- _AIM OF THE EXERCISE_
Will you return, word for word, only the lines from the top of the data below down to and including the one with "popup rows) and"?

Stored data entries:
● ● ●
//! Visibility predicate and obtainability derivation
//!
//! Six independent constraints, AND-combined, evaluated in a fixed order
//! with short-circuit rejection: obtainability, starter, gift, type,
//! method, rod. An entry with no constraints active always matches.
//!
//! Evaluated in two forms: per-entry (marker and popup rows) and
//! per-creature (list rows; true if ANY resolved entry matches).

use crate::data::model::{Creature, Dataset, Version};
use crate::filter::resolver::{resolve_entries, Entry};
use crate::filter::state::{FilterState, Method};

/// Creatures counted as starters when neither the entry nor the creature's
/// per-version metadata carries a starter flag.
const STARTERS: [&str; 5] = ["bulbasaur", "charmander", "squirtle", "pikachu", "eevee"];

/// Whether a creature can be obtained at all in a version.
///
/// The version's exclusion list wins outright; otherwise the creature is
/// obtainable iff it resolves to at least one entry.
pub fn is_obtainable(dataset: &Dataset, creature_id: &str, version: Version) -> bool {
    if dataset.is_excluded(creature_id, version) {
        return false;
    }
    !resolve_entries(dataset, creature_id, version).is_empty()
}

/// Per-entry form: does this single resolved entry survive the filters?
pub fn entry_matches(
    dataset: &Dataset,
    creature: &Creature,
    entry: &Entry,
    filters: &FilterState,
) -> bool {
    if filters.obtainable_only && !is_obtainable(dataset, &creature.id, filters.version) {
        return false;
    }

    if filters.starter_only && !entry_is_starter(creature, entry, filters.version) {
        return false;
    }

    if filters.gift_only && !entry.gift {
        return false;
    }

    if filters.types_enabled && !filters.selected_types.is_empty() {
        let intersects = creature
            .types
            .iter()
            .any(|tag| filters.selected_types.contains(tag));
        if !intersects {
            return false;
        }
    }

    if filters.method_enabled && filters.method != Method::Any {
        if !method_matches(filters.method, entry.method.as_deref()) {
            return false;
        }
        // Rod is only consulted under an active Fishing method filter.
        if filters.method == Method::Fishing && !rod_matches(filters, entry) {
            return false;
        }
    }

    true
}

/// Per-creature form: true iff ANY resolved entry survives the filters.
pub fn creature_matches(dataset: &Dataset, creature: &Creature, filters: &FilterState) -> bool {
    resolve_entries(dataset, &creature.id, filters.version)
        .iter()
        .any(|entry| entry_matches(dataset, creature, entry, filters))
}

/// Starter check fallback chain: entry flag, then the creature's per-version
/// metadata, then the fixed starter set.
fn entry_is_starter(creature: &Creature, entry: &Entry, version: Version) -> bool {
    if let Some(flag) = entry.starter {
        return flag;
    }
    if let Some(flag) = creature.version_meta(version).and_then(|meta| meta.starter) {
        return flag;
    }
    STARTERS.contains(&creature.id.as_str())
}

/// Keyword check against the lower-cased method text. A method with no
/// keyword table falls back to its own lower-cased name as a substring.
fn method_matches(method: Method, text: Option<&str>) -> bool {
    let text = match text {
        Some(text) => text.to_lowercase(),
        None => return false,
    };

    let keywords = method.keywords();
    if keywords.is_empty() {
        return text.contains(&method.label().to_lowercase());
    }
    keywords.iter().any(|keyword| text.contains(keyword))
}

/// Rod check: the rod name must appear in the entry's rod text, falling back
/// to the method text. An entry with neither passes automatically.
fn rod_matches(filters: &FilterState, entry: &Entry) -> bool {
    let haystack = entry.rod.as_deref().or(entry.method.as_deref());
    match haystack {
        Some(text) => text.to_lowercase().contains(filters.rod.needle()),
        None => true,
    }
}

#[cfg(test)]
mod tests {
    use super::*;
    use crate::data::model::{CreatureVersionMeta, Location, Record, RecordFields};
    use crate::filter::resolver::EntrySource;
    use crate::filter::state::Rod;
    use std::collections::HashMap;

    fn creature(id: &str, dex: u32, types: &[&str]) -> Creature {
        Creature {
            id: id.into(),
            name: id.into(),
            regional_dex: dex,
            types: types.iter().map(|t| t.to_string()).collect(),
            games: HashMap::new(),
        }
    }

    fn entry(method: Option<&str>) -> Entry {
        Entry {
            location_id: "route-1".into(),
            location_name: "Route 1".into(),
            source: EntrySource::Encounter,
            method: method.map(str::to_string),
            rate: None,
            levels: None,
            rod: None,
            starter: None,
            gift: false,
        }
    }

    fn dataset_with_pidgey() -> Dataset {
        Dataset::new(
            vec![Location {
                id: "route-1".into(),
                name: "Route 1".into(),
                coordinates: [10.0, 20.0],
                encounters: vec![Record {
                    creature_id: "pidgey".into(),
                    base: RecordFields {
                        method: Some("Walking in grass".into()),
                        ..RecordFields::default()
                    },
                    games: None,
                }],
                gifts: vec![],
            }],
            vec![creature("pidgey", 16, &["Normal", "Flying"])],
            HashMap::new(),
        )
    }

    #[test]
    fn test_no_entries_means_not_obtainable() {
        let dataset = dataset_with_pidgey();
        // No exclusion list involved; simply nothing resolves.
        assert!(!is_obtainable(&dataset, "mewtwo", Version::Red));
    }

    #[test]
    fn test_exclusion_list_overrides_entries() {
        let mut exclusions = HashMap::new();
        exclusions.insert("red".to_string(), vec!["pidgey".to_string()]);
        let mut dataset = dataset_with_pidgey();
        dataset.exclusions = exclusions;

        assert!(!resolve_entries(&dataset, "pidgey", Version::Red).is_empty());
        assert!(!is_obtainable(&dataset, "pidgey", Version::Red));
        // Other versions are untouched by red's list.
        assert!(is_obtainable(&dataset, "pidgey", Version::Blue));
    }

    #[test]
    fn test_unconstrained_filters_match_any_entry() {
        let dataset = dataset_with_pidgey();
        let pidgey = dataset.creature("pidgey").unwrap();
        let filters = FilterState::default();

        assert!(entry_matches(&dataset, pidgey, &entry(None), &filters));
        assert!(entry_matches(&dataset, pidgey, &entry(Some("Surfing")), &filters));
        assert!(creature_matches(&dataset, pidgey, &filters));
    }

    #[test]
    fn test_creature_with_no_entries_never_matches() {
        let dataset = dataset_with_pidgey();
        let mewtwo = creature("mewtwo", 150, &["Psychic"]);
        assert!(!creature_matches(&dataset, &mewtwo, &FilterState::default()));
    }

    #[test]
    fn test_obtainable_only_rejects_excluded() {
        let mut dataset = dataset_with_pidgey();
        dataset
            .exclusions
            .insert("red".to_string(), vec!["pidgey".to_string()]);
        let pidgey = dataset.creature("pidgey").unwrap().clone();

        let mut filters = FilterState::default();
        assert!(creature_matches(&dataset, &pidgey, &filters));
        filters.obtainable_only = true;
        assert!(!creature_matches(&dataset, &pidgey, &filters));
    }

    #[test]
    fn test_type_filter_requires_intersection() {
        let dataset = dataset_with_pidgey();
        let pidgey = dataset.creature("pidgey").unwrap();

        let mut filters = FilterState::default();
        filters.types_enabled = true;
        filters.toggle_type("Flying");
        assert!(entry_matches(&dataset, pidgey, &entry(None), &filters));

        filters.toggle_type("Flying");
        filters.toggle_type("Water");
        assert!(!entry_matches(&dataset, pidgey, &entry(None), &filters));

        // Tag match is case-sensitive.
        filters.toggle_type("Water");
        filters.toggle_type("flying");
        assert!(!entry_matches(&dataset, pidgey, &entry(None), &filters));
    }

    #[test]
    fn test_type_filter_enabled_with_empty_selection_passes() {
        let dataset = dataset_with_pidgey();
        let pidgey = dataset.creature("pidgey").unwrap();

        let mut filters = FilterState::default();
        filters.types_enabled = true;
        assert!(entry_matches(&dataset, pidgey, &entry(None), &filters));
    }

    #[test]
    fn test_method_keywords() {
        assert!(method_matches(Method::Walking, Some("Walking in tall grass")));
        assert!(method_matches(Method::Surfing, Some("Surf")));
        assert!(method_matches(Method::Trade, Some("In-game trade")));
        assert!(!method_matches(Method::Walking, Some("Surfing")));
        assert!(!method_matches(Method::Walking, None));
    }

    #[test]
    fn test_good_rod_text_passes_fishing_method() {
        // "Good Rod" contains no "fish"; the "rod" keyword carries it.
        assert!(method_matches(Method::Fishing, Some("Good Rod")));
        assert!(method_matches(Method::Fishing, Some("Fishing")));
    }

    #[test]
    fn test_rod_subfilter_matches_rod_text() {
        let dataset = dataset_with_pidgey();
        let pidgey = dataset.creature("pidgey").unwrap();

        let mut filters = FilterState::default();
        filters.method_enabled = true;
        filters.method = Method::Fishing;
        filters.rod = Rod::Good;

        let mut fishing = entry(Some("Fishing"));
        fishing.rod = Some("Good Rod".into());
        assert!(entry_matches(&dataset, pidgey, &fishing, &filters));

        filters.rod = Rod::Super;
        assert!(!entry_matches(&dataset, pidgey, &fishing, &filters));
    }

    #[test]
    fn test_rod_subfilter_falls_back_to_method_text() {
        let dataset = dataset_with_pidgey();
        let pidgey = dataset.creature("pidgey").unwrap();

        let mut filters = FilterState::default();
        filters.method_enabled = true;
        filters.method = Method::Fishing;
        filters.rod = Rod::Good;

        // No rod field; the method text "Good Rod" satisfies both checks.
        assert!(entry_matches(&dataset, pidgey, &entry(Some("Good Rod")), &filters));
        filters.rod = Rod::Old;
        assert!(!entry_matches(&dataset, pidgey, &entry(Some("Good Rod")), &filters));
    }

    #[test]
    fn test_rod_check_auto_passes_without_any_text() {
        let mut filters = FilterState::default();
        filters.rod = Rod::Super;

        // Neither rod nor method text: nothing to constrain against.
        assert!(rod_matches(&filters, &entry(None)));

        // A rod-free fishing method text is consulted and fails.
        assert!(!rod_matches(&filters, &entry(Some("fishing spot"))));

        // An explicit rod field takes precedence over the method text.
        let mut fishing = entry(Some("fishing spot"));
        fishing.rod = Some("Super Rod".into());
        assert!(rod_matches(&filters, &fishing));
    }

    #[test]
    fn test_gift_only_requires_gift_flag() {
        let dataset = dataset_with_pidgey();
        let pidgey = dataset.creature("pidgey").unwrap();

        let mut filters = FilterState::default();
        filters.gift_only = true;

        let mut e = entry(None);
        assert!(!entry_matches(&dataset, pidgey, &e, &filters));
        e.gift = true;
        assert!(entry_matches(&dataset, pidgey, &e, &filters));
    }

    #[test]
    fn test_starter_fallback_chain() {
        let dataset = dataset_with_pidgey();
        let mut filters = FilterState::default();
        filters.starter_only = true;

        // 1. Explicit entry flag wins.
        let pidgey = dataset.creature("pidgey").unwrap();
        let mut flagged = entry(None);
        flagged.starter = Some(true);
        assert!(entry_matches(&dataset, pidgey, &flagged, &filters));
        assert!(!entry_matches(&dataset, pidgey, &entry(None), &filters));

        // 2. Creature per-version metadata.
        let mut nidoran = creature("nidoran-f", 29, &["Poison"]);
        nidoran.games.insert(
            "red".into(),
            CreatureVersionMeta {
                starter: Some(true),
                ..CreatureVersionMeta::default()
            },
        );
        assert!(entry_matches(&dataset, &nidoran, &entry(None), &filters));

        // 3. Fixed starter set.
        let charmander = creature("charmander", 4, &["Fire"]);
        assert!(entry_matches(&dataset, &charmander, &entry(None), &filters));
    }

    #[test]
    fn test_pikachu_excluded_in_yellow_despite_other_versions() {
        // Pikachu resolves in red but is named in yellow's exclusion list
        // and has no yellow entries.
        let mut dataset = Dataset::new(
            vec![Location {
                id: "viridian-forest".into(),
                name: "Viridian Forest".into(),
                coordinates: [40.0, 12.0],
                encounters: vec![Record {
                    creature_id: "pikachu".into(),
                    base: RecordFields::default(),
                    games: Some(
                        [("red".to_string(), RecordFields::default())]
                            .into_iter()
                            .collect(),
                    ),
                }],
                gifts: vec![],
            }],
            vec![creature("pikachu", 25, &["Electric"])],
            HashMap::new(),
        );
        dataset
            .exclusions
            .insert("yellow".to_string(), vec!["pikachu".to_string()]);

        assert!(is_obtainable(&dataset, "pikachu", Version::Red));
        assert!(!is_obtainable(&dataset, "pikachu", Version::Yellow));
    }
}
● ● ●
- _RESPONSE_
//! Visibility predicate and obtainability derivation
//!
//! Six independent constraints, AND-combined, evaluated in a fixed order
//! with short-circuit rejection: obtainability, starter, gift, type,
//! method, rod. An entry with no constraints active always matches.
//!
//! Evaluated in two forms: per-entry (marker and popup rows) and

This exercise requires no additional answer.